• _What to work on_: Please copy each line of the records below that holds the word "None".

Stored data entries:

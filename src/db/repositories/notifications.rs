use chrono::Utc;
use diesel::prelude::*;
use uuid::Uuid;

use crate::db::models::api::PageRequest;
use crate::db::models::notification::{NewNotification, Notification};

pub struct NotificationRepo;

impl NotificationRepo {
    pub fn insert_many(
        conn: &mut PgConnection,
        batch: &[NewNotification],
    ) -> Result<usize, diesel::result::Error> {
        if batch.is_empty() {
            return Ok(0);
        }
        diesel::insert_into(crate::schema::notifications::table)
            .values(batch)
            .execute(conn)
    }

    pub fn list_for_user(
        conn: &mut PgConnection,
        target_user_id: Uuid,
        unread_only: bool,
        page: &PageRequest,
    ) -> Result<(Vec<Notification>, i64), diesel::result::Error> {
        use crate::schema::notifications::dsl as n;

        let base = || {
            let mut query = n::notifications
                .filter(n::user_id.eq(target_user_id))
                .into_boxed::<diesel::pg::Pg>();
            if unread_only {
                query = query.filter(n::is_read.eq(false));
            }
            query
        };

        let total: i64 = base().count().get_result(conn)?;
        let rows = base()
            .order((n::created_at.desc(), n::id.asc()))
            .limit(page.per_page)
            .offset(page.offset())
            .select(Notification::as_select())
            .load(conn)?;
        Ok((rows, total))
    }

    pub fn unread_count(
        conn: &mut PgConnection,
        target_user_id: Uuid,
    ) -> Result<i64, diesel::result::Error> {
        use crate::schema::notifications::dsl as n;
        n::notifications
            .filter(n::user_id.eq(target_user_id))
            .filter(n::is_read.eq(false))
            .count()
            .get_result(conn)
    }

    /// Marks one notification read; `None` if it does not belong to the user.
    pub fn mark_read(
        conn: &mut PgConnection,
        notification_id: Uuid,
        target_user_id: Uuid,
    ) -> Result<Option<Notification>, diesel::result::Error> {
        use crate::schema::notifications::dsl as n;
        let existing = n::notifications
            .filter(n::id.eq(notification_id))
            .filter(n::user_id.eq(target_user_id))
            .select(Notification::as_select())
            .first(conn)
            .optional()?;

        match existing {
            Some(notification) if notification.is_read => Ok(Some(notification)),
            Some(_) => diesel::update(n::notifications.filter(n::id.eq(notification_id)))
                .set((n::is_read.eq(true), n::read_at.eq(Some(Utc::now()))))
                .returning(Notification::as_returning())
                .get_result(conn)
                .map(Some),
            None => Ok(None),
        }
    }

    pub fn mark_all_read(
        conn: &mut PgConnection,
        target_user_id: Uuid,
    ) -> Result<usize, diesel::result::Error> {
        use crate::schema::notifications::dsl as n;
        diesel::update(
            n::notifications
                .filter(n::user_id.eq(target_user_id))
                .filter(n::is_read.eq(false)),
        )
        .set((n::is_read.eq(true), n::read_at.eq(Some(Utc::now()))))
        .execute(conn)
    }
}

• _Task response_:
    /// Marks one notification read; `None` if it does not belong to the user.
            None => Ok(None),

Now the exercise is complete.